006147090201_mzzzzzzz_ Matt is, of course, along with Sean Wilsey, one of the editors of State by State--it's just chance, or the nonlinear settlement patterns of the United States, that leads us to have the home states of the two editors of the book, one on the West Coast and one in the Midwest, back-to-back. Matt's a Minnesotan, who now lives in Brooklyn, where just in the past month he has joined Ecco, the publishers of State by State, after being an editor for The Baffler, Granta, and The Paris Review (and coediting, with Wilsey, The Thinking Fan's Guide to the World Cup). He put the Minnesota piece in the book in the hands of his fellow native Philip Connors, though, whom he also consulted in putting the state nominations below together, and whose explanation of the foundations of "Minnesota Nice" in the shame of its early white settlers is worth quoting here:

Our shame originates in poverty, in the squalid conditions our Northern European ancestors fled in search of a life with dignity. Many of them made good on that chance in Minnesota in the face of locusts, prairie fires, bad weather, isolation, and a hundred other challenges we can no longer imagine. To speak ill of them--to speak ill of anyone--is to mock their dignity, the thing they earned to our lasting benefit. They arrived in the New World wanting to be left the hell alone to do their work. In return for that courtesy they'd leave you alone too.

I'll let Matt's introduction below speak for his list, but I do want to mention how stumped I was in choosing a representative Minnesotan for the quarter above. Fitzgerald, the brilliant New York-bound son? Berryman, whose praises Matt sings below? As I did with Connecticut, I ended up punting and making two quarters, featuring two distinctive 20th-century mugs (and hairstyles!) who are deeply tied to the Gopher State.

Here's Matt with more:

Minnesota has as vibrant a literary culture as any state in the union, with an energetic publishing scene (including Graywolf Press, Milkweed Editions, and Coffee House Press), a first-rate public library system, and a public radio empire that takes books and readers seriously. When I was growing up in Minneapolis in the 1970s and 80s, two of the finest independent bookstores in any state were a short drive away: Odegard's and the Hungry Mind. Alas, both are gone, but Magers & Quinn and Birchbark Books in Minneapolis and Common Ground in St. Paul have filled the void.

All of this has made the state fertile ground for writers.

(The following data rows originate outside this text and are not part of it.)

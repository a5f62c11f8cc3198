//! Headless driver for the adaptive quadtree terrain.
//!
//! Configuration is loaded from `config.ron` and can be overridden via CLI flags.
//! Run with `cargo run -p terra-demo -- --frames 200` for one patrol lap, or
//! `RUST_LOG=debug` to see per-frame tree statistics.

mod frame;
mod setup;
mod stats_renderer;

use std::process::ExitCode;
use std::time::{Duration, Instant};

use clap::Parser;
use terra_config::{CliArgs, Config};
use terra_heightmap::HeightSampler;
use tracing::{debug, error, info};

use crate::frame::FrameDriver;
use crate::stats_renderer::StatsRenderer;

fn main() -> ExitCode {
    let args = CliArgs::parse();

    let config_dir = args.config.clone().unwrap_or_else(|| {
        dirs::config_dir()
            .expect("Failed to resolve config directory")
            .join("terra")
    });

    let mut config = Config::load_or_create(&config_dir).unwrap_or_else(|e| {
        eprintln!("Failed to load config: {e}, using defaults");
        Config::default()
    });
    config.apply_cli_overrides(&args);

    let log_dir = config_dir.join("logs");
    if let Err(e) = terra_log::init_logging(Some(&log_dir), cfg!(debug_assertions), Some(&config)) {
        eprintln!("Failed to initialize logging: {e}");
    }

    let terrain = match setup::terrain_config(&config) {
        Ok(terrain) => terrain,
        Err(err) => {
            error!(%err, "invalid terrain configuration");
            return ExitCode::FAILURE;
        }
    };
    let heightmap = match setup::heightmap(&config.heightmap) {
        Ok(heightmap) => heightmap,
        Err(err) => {
            error!(%err, "no usable heightmap");
            return ExitCode::FAILURE;
        }
    };
    info!(
        width = terrain.width(),
        height = terrain.height(),
        root_depth = terrain.root_depth(),
        heightmap_width = heightmap.width(),
        heightmap_height = heightmap.height(),
        auto_patrol = config.focus.auto_patrol,
        "terrain ready"
    );

    let focus = match setup::initial_focus(&config, &terrain) {
        Ok(focus) => focus,
        Err(err) => {
            error!(%err, "invalid focus start");
            return ExitCode::FAILURE;
        }
    };

    let mut driver = FrameDriver::new(terrain, heightmap);
    driver.set_focus(focus);
    driver.set_auto_patrol(config.focus.auto_patrol);

    let frame_budget = match config.frame.target_fps {
        0 => Duration::ZERO,
        fps => Duration::from_secs_f64(1.0 / fps as f64),
    };
    let frame_count = config.frame.frame_count;
    let mut renderer = StatsRenderer::default();
    let started = Instant::now();

    let mut frame = 0u64;
    while frame_count == 0 || frame < frame_count {
        let frame_start = Instant::now();
        let stats = match driver.run_frame(&mut renderer) {
            Ok(stats) => stats,
            Err(err) => {
                error!(frame, %err, "frame failed");
                return ExitCode::FAILURE;
            }
        };

        if config.debug.log_frame_stats {
            debug!(
                frame = stats.frame,
                focus_x = stats.focus_x,
                focus_y = stats.focus_y,
                leaves = stats.tree.leaves,
                nodes = stats.tree.nodes,
                max_level = stats.tree.max_level,
                vertices = stats.vertices,
                "frame"
            );
        }

        let elapsed = frame_start.elapsed();
        if elapsed < frame_budget {
            std::thread::sleep(frame_budget - elapsed);
        }
        frame += 1;
    }

    info!(
        frames = renderer.frames,
        mean_quads = renderer.mean_quads(),
        max_quads = renderer.max_quads,
        min_height = ?renderer.min_height,
        max_height = ?renderer.max_height,
        seconds = started.elapsed().as_secs_f64(),
        "done"
    );
    ExitCode::SUCCESS
}
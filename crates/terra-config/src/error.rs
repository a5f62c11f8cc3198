//! Configuration error types.

use std::path::PathBuf;

/// Errors raised while loading, saving, or parsing `config.ron`.
#[derive(Debug, thiserror::Error)]
pub enum ConfigError {
    /// The config file exists but could not be read.
    #[error("failed to read {}: {source}", path.display())]
    Read {
        /// File that was being read.
        path: PathBuf,
        #[source]
        source: std::io::Error,
    },

    /// The config directory or file could not be written.
    #[error("failed to write {}: {source}", path.display())]
    Write {
        /// File or directory that was being written.
        path: PathBuf,
        #[source]
        source: std::io::Error,
    },

    /// The file is not valid RON for [`crate::Config`].
    #[error("failed to parse {}: {source}", path.display())]
    Parse {
        /// File that failed to parse.
        path: PathBuf,
        #[source]
        source: ron::error::SpannedError,
    },

    /// The in-memory config could not be turned into RON.
    #[error("failed to serialize config: {0}")]
    Serialize(#[source] ron::Error),
}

It's no accident that Minnesota has given rise in recent years to novelists like Charles Baxter, Leif Enger, Siri Hustvedt, Walter Kirn, Arthur Phillips, and the late Jon Hassler; to memoirists like David Carr, Patricia Hampl, Bill Holm, and Samuel Hynes; and writers who cross genres like Robert Bly and Philip Dray. Their work will someday make anybody's list of ten books that do Minnesota proud. (Two other writers long identified with Minnesota whose work would certainly make my list are Louise Erdrich and Thomas McGrath. But both are equally identified--or more so--with North Dakota, and we Minnesotans are nothing if not polite--so I'll leave them to our North Dakota selector.)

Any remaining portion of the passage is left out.